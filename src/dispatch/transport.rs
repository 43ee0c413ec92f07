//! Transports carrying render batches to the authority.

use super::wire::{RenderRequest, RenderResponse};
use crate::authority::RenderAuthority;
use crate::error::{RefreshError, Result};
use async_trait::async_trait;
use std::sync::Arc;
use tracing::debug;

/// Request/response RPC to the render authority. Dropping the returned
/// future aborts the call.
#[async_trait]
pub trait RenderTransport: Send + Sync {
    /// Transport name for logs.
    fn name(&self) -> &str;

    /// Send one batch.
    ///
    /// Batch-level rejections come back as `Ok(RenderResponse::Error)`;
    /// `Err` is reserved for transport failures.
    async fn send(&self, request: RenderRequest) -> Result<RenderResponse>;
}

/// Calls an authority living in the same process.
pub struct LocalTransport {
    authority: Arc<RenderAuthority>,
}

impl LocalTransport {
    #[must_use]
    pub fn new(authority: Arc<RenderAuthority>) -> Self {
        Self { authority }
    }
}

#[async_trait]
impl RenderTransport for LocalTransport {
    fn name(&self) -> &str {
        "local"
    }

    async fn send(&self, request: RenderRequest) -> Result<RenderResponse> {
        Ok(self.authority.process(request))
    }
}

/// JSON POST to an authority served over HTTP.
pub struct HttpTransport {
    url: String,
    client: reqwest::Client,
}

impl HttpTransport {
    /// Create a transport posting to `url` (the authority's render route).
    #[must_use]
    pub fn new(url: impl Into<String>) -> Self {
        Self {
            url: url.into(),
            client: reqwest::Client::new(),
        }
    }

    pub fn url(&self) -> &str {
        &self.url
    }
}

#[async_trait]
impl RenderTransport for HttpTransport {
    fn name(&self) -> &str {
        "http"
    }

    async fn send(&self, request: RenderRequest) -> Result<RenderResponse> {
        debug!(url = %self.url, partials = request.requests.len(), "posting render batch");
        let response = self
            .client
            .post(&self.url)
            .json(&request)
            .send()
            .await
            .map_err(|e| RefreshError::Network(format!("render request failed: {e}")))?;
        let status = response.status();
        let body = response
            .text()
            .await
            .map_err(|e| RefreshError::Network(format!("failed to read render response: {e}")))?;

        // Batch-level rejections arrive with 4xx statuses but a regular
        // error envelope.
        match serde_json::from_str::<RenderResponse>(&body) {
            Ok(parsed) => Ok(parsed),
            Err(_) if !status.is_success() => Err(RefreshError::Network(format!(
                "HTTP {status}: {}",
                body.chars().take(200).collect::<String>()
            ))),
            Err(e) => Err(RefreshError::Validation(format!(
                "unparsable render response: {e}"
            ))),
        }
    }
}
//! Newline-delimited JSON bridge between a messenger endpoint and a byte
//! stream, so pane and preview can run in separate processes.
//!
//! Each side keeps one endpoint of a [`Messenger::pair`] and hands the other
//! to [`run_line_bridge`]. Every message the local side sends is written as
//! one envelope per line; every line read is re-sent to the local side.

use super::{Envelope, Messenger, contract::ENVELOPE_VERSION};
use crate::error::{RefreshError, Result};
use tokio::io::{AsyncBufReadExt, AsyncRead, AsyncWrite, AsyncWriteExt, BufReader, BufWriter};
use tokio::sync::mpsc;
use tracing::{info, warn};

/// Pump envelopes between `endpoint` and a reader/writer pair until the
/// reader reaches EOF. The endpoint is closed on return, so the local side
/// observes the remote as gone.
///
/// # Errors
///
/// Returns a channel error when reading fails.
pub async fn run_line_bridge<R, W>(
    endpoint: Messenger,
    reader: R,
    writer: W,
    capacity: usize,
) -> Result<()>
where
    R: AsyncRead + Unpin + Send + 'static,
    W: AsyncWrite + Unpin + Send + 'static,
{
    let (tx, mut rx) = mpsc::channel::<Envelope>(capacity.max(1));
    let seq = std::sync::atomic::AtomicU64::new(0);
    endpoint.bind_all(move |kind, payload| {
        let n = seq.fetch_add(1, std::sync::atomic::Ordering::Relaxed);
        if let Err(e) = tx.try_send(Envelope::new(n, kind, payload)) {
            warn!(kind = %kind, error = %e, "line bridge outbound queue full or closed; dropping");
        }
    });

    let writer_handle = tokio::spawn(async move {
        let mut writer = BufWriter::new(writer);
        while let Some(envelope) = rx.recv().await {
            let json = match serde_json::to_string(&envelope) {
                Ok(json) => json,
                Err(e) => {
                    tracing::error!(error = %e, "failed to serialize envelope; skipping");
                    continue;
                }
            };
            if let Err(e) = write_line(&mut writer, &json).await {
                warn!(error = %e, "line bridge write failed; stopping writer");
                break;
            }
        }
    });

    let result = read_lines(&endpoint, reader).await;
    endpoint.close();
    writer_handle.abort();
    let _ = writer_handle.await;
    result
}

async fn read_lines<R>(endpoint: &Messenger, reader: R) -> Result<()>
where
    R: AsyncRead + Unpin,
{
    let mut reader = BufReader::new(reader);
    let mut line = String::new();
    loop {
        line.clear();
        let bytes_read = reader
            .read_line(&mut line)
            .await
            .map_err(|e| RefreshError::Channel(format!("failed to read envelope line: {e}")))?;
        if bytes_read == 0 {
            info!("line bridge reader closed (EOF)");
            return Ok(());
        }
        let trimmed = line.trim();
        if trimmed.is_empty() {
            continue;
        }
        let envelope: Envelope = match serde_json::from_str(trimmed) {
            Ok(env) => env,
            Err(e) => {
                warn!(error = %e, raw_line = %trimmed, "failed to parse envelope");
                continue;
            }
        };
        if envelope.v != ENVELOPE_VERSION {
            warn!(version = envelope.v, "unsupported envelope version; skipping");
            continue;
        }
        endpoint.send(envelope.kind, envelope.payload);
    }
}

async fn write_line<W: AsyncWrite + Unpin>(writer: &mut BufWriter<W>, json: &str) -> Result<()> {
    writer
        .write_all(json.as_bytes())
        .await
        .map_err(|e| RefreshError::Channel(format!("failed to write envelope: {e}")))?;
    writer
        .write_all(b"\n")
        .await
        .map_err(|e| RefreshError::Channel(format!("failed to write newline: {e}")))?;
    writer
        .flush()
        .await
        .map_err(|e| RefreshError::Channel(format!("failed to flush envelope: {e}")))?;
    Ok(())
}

◇ ◇ ◇ ◇ ◇ ◇ ◇

Take the lines above from the first through the one containing "use async_trait::async_trait;" and reproduce them exactly; include nothing else.

▸ **Output**:
filename src/dispatch/transport.rs
repository 43ee0c413ec92f07
//! Transports carrying render batches to the authority.

use super::wire::{RenderRequest, RenderResponse};
use crate::authority::RenderAuthority;
use crate::error::{RefreshError, Result};
use async_trait::async_trait;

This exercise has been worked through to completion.